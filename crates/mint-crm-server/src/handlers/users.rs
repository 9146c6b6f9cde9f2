// Copyright (C) 2025 MINT CRM contributors
// SPDX-License-Identifier: AGPL-3.0-or-later
//! Tokens, sign-up and user accounts.

use axum::{
    Json,
    extract::{Path, State},
    http::StatusCode,
};
use serde::{Deserialize, Serialize};
use serde_json::{Value, json};

use mint_crm_core::db;
use mint_crm_core::models::{NewUser, User, UserFilter, UserPatch, UserRole};
use mint_crm_core::permissions::can_modify_user;

use super::{PageParams, Paginated, message, no_content};
use crate::auth::{CurrentUser, TokenType, hash_password, verify_password};
use crate::error::{ApiError, ApiResult};
use crate::extract::{AppJson, AppQuery};
use crate::state::AppState;

const MIN_PASSWORD_LEN: usize = 8;

#[derive(Debug, Deserialize)]
pub struct TokenRequest {
    pub email: String,
    pub password: String,
}

#[derive(Debug, Serialize)]
pub struct TokenUser {
    pub id: i64,
    pub email: String,
    pub first_name: String,
    pub last_name: String,
    pub role: UserRole,
}

#[derive(Debug, Serialize)]
pub struct TokenPair {
    pub access: String,
    pub refresh: String,
    pub user: TokenUser,
}

#[derive(Debug, Deserialize)]
pub struct RefreshRequest {
    pub refresh: String,
}

#[derive(Debug, Deserialize)]
pub struct SignupRequest {
    pub email: String,
    pub password: String,
    pub password_confirm: String,
    #[serde(default)]
    pub first_name: String,
    #[serde(default)]
    pub last_name: String,
    pub role: Option<UserRole>,
    #[serde(default)]
    pub phone: String,
    #[serde(default)]
    pub company: String,
    #[serde(default)]
    pub department: String,
}

#[derive(Debug, Deserialize)]
pub struct ChangePasswordRequest {
    pub old_password: String,
    pub new_password: String,
    pub new_password_confirm: String,
}

fn validate_password(password: &str) -> ApiResult<()> {
    if password.chars().count() < MIN_PASSWORD_LEN {
        return Err(ApiError::bad_request(format!(
            "Password must be at least {MIN_PASSWORD_LEN} characters"
        )));
    }
    Ok(())
}

fn validate_email(email: &str) -> ApiResult<()> {
    let email = email.trim();
    match email.split_once('@') {
        Some((local, domain)) if !local.is_empty() && domain.contains('.') => Ok(()),
        _ => Err(ApiError::bad_request("Enter a valid email address")),
    }
}

/// `POST /api/token/`
pub async fn obtain_token(
    State(state): State<AppState>,
    AppJson(body): AppJson<TokenRequest>,
) -> ApiResult<Json<TokenPair>> {
    let invalid = || ApiError::Unauthorized("Invalid credentials".to_string());

    let user = db::users::get_user_by_email(&state.pool, &body.email)
        .await?
        .filter(|u| u.is_active)
        .ok_or_else(invalid)?;
    if !verify_password(&body.password, &user.password_hash) {
        tracing::info!(user_id = user.id, "Rejected login with wrong password");
        return Err(invalid());
    }

    db::users::touch_last_login(&state.pool, user.id).await?;
    let access = state.tokens.issue(&user, TokenType::Access)?;
    let refresh = state.tokens.issue(&user, TokenType::Refresh)?;
    tracing::info!(user_id = user.id, "User logged in");

    Ok(Json(TokenPair {
        access,
        refresh,
        user: TokenUser {
            id: user.id,
            email: user.email,
            first_name: user.first_name,
            last_name: user.last_name,
            role: user.role,
        },
    }))
}

/// `POST /api/token/refresh/`
pub async fn refresh_token(
    State(state): State<AppState>,
    AppJson(body): AppJson<RefreshRequest>,
) -> ApiResult<Json<Value>> {
    let claims = state.tokens.verify(&body.refresh, TokenType::Refresh)?;
    let user = db::users::get_user(&state.pool, claims.user_id()?)
        .await?
        .filter(|u| u.is_active)
        .ok_or_else(|| ApiError::Unauthorized("User not found or inactive".to_string()))?;
    let access = state.tokens.issue(&user, TokenType::Access)?;
    Ok(Json(json!({ "access": access })))
}

/// `POST /api/users/` and `POST /api/users/signup/`
pub async fn signup(
    State(state): State<AppState>,
    AppJson(body): AppJson<SignupRequest>,
) -> ApiResult<(StatusCode, Json<User>)> {
    if body.password != body.password_confirm {
        return Err(ApiError::bad_request("Passwords don't match"));
    }
    validate_email(&body.email)?;
    validate_password(&body.password)?;

    // Public sign-up never grants administrator rights.
    let role = body.role.unwrap_or_default();
    if role == UserRole::Admin {
        return Err(ApiError::bad_request("Cannot sign up as an administrator"));
    }

    if db::users::get_user_by_email(&state.pool, &body.email)
        .await?
        .is_some()
    {
        return Err(ApiError::bad_request("A user with this email already exists"));
    }

    let user = db::users::create_user(
        &state.pool,
        &NewUser {
            email: body.email,
            password_hash: hash_password(&body.password)?,
            first_name: body.first_name,
            last_name: body.last_name,
            role,
            company: body.company,
            phone: body.phone,
            department: body.department,
            is_active: true,
        },
    )
    .await?;

    tracing::info!(user_id = user.id, role = user.role.as_str(), "User signed up");
    Ok((StatusCode::CREATED, Json(user)))
}

/// `GET /api/users/`
pub async fn list_users(
    State(state): State<AppState>,
    _user: CurrentUser,
    AppQuery(page): AppQuery<PageParams>,
    AppQuery(filter): AppQuery<UserFilter>,
) -> ApiResult<Json<Paginated<User>>> {
    let page = page.request();
    let count = db::users::count_users(&state.pool, &filter).await?;
    let users = db::users::list_users(&state.pool, &filter, page).await?;
    Ok(Json(Paginated::new(count, page, users)))
}

/// `GET /api/users/{id}/`
pub async fn get_user(
    State(state): State<AppState>,
    _user: CurrentUser,
    Path(id): Path<i64>,
) -> ApiResult<Json<User>> {
    let user = db::users::get_user(&state.pool, id)
        .await?
        .ok_or_else(|| ApiError::not_found("User"))?;
    Ok(Json(user))
}

/// `PUT/PATCH /api/users/{id}/`
///
/// Users may edit their own profile; role and activation are admin-only.
pub async fn update_user(
    State(state): State<AppState>,
    CurrentUser(actor): CurrentUser,
    Path(id): Path<i64>,
    AppJson(patch): AppJson<UserPatch>,
) -> ApiResult<Json<User>> {
    if !can_modify_user(&actor, id) {
        return Err(ApiError::forbidden());
    }
    if !actor.is_admin() && (patch.role.is_some() || patch.is_active.is_some()) {
        return Err(ApiError::forbidden());
    }
    if let Some(email) = &patch.email {
        validate_email(email)?;
        if let Some(other) = db::users::get_user_by_email(&state.pool, email).await? {
            if other.id != id {
                return Err(ApiError::bad_request("A user with this email already exists"));
            }
        }
    }

    let user = db::users::update_user(&state.pool, id, &patch)
        .await?
        .ok_or_else(|| ApiError::not_found("User"))?;
    Ok(Json(user))
}

/// `DELETE /api/users/{id}/`
pub async fn delete_user(
    State(state): State<AppState>,
    CurrentUser(actor): CurrentUser,
    Path(id): Path<i64>,
) -> ApiResult<StatusCode> {
    if !can_modify_user(&actor, id) {
        return Err(ApiError::forbidden());
    }
    if !db::users::delete_user(&state.pool, id).await? {
        return Err(ApiError::not_found("User"));
    }
    tracing::info!(user_id = id, actor_id = actor.id, "User deleted");
    Ok(no_content())
}

/// `POST /api/users/change_password/`
pub async fn change_password(
    State(state): State<AppState>,
    CurrentUser(user): CurrentUser,
    AppJson(body): AppJson<ChangePasswordRequest>,
) -> ApiResult<Json<Value>> {
    if !verify_password(&body.old_password, &user.password_hash) {
        return Err(ApiError::bad_request("Invalid old password"));
    }
    if body.new_password != body.new_password_confirm {
        return Err(ApiError::bad_request("New passwords don't match"));
    }
    validate_password(&body.new_password)?;

    db::users::set_password_hash(&state.pool, user.id, &hash_password(&body.new_password)?)
        .await?;
    tracing::info!(user_id = user.id, "Password changed");
    Ok(message("Password changed successfully"))
}

/// `GET /api/users/me/`
pub async fn me(CurrentUser(user): CurrentUser) -> Json<User> {
    Json(user)
}

/// `GET /api/users/agents/`
pub async fn agents(
    State(state): State<AppState>,
    _user: CurrentUser,
) -> ApiResult<Json<Vec<User>>> {
    let users = db::users::list_active_with_roles(
        &state.pool,
        &[UserRole::Agent, UserRole::Manager, UserRole::Admin],
    )
    .await?;
    Ok(Json(users))
}

/// `GET /api/users/managers/`
pub async fn managers(
    State(state): State<AppState>,
    _user: CurrentUser,
) -> ApiResult<Json<Vec<User>>> {
    let users =
        db::users::list_active_with_roles(&state.pool, &[UserRole::Manager, UserRole::Admin])
            .await?;
    Ok(Json(users))
}
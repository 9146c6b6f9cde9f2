// Copyright (C) 2025 MINT CRM contributors
// SPDX-License-Identifier: AGPL-3.0-or-later
//! In-app notifications.

use chrono::{DateTime, Utc};
use serde::{Deserialize, Serialize};

crm_enum! {
    pub enum NotificationType {
        CaseAssigned => ("case_assigned", "Case Assigned"),
        CaseUpdated => ("case_updated", "Case Updated"),
        CaseEscalated => ("case_escalated", "Case Escalated"),
        EmailReceived => ("email_received", "Email Received"),
        TaskDue => ("task_due", "Task Due"),
        MeetingReminder => ("meeting_reminder", "Meeting Reminder"),
        #[default]
        System => ("system", "System Notification"),
    }
}

#[derive(Debug, Clone, Serialize, sqlx::FromRow)]
pub struct Notification {
    pub id: i64,
    #[sqlx(try_from = "String")]
    pub notification_type: NotificationType,
    pub title: String,
    pub message: String,
    pub recipient_id: i64,
    pub is_read: bool,
    pub is_active: bool,
    pub created_at: DateTime<Utc>,
    pub read_at: Option<DateTime<Utc>>,
}

#[derive(Debug, Clone, Default, Deserialize)]
pub struct NewNotification {
    #[serde(default)]
    pub notification_type: NotificationType,
    pub title: String,
    pub message: String,
    pub recipient_id: i64,
}

#[derive(Debug, Clone, Default, Deserialize)]
pub struct NotificationFilter {
    pub notification_type: Option<NotificationType>,
    pub is_read: Option<bool>,
    pub is_active: Option<bool>,
    pub search: Option<String>,
    pub ordering: Option<String>,
}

____

*How to complete this task*: Quote the data above verbatim from its first line to the line that includes "use mint_crm_core::db;", with both boundary lines retained.

*Output*:
filename crates/mint-crm-server/src/handlers/users.rs
repository 9146c6b6f9cde9f2
// Copyright (C) 2025 MINT CRM contributors
// SPDX-License-Identifier: AGPL-3.0-or-later
//! Tokens, sign-up and user accounts.

use axum::{
    Json,
    extract::{Path, State},
    http::StatusCode,
};
use serde::{Deserialize, Serialize};
use serde_json::{Value, json};

use mint_crm_core::db;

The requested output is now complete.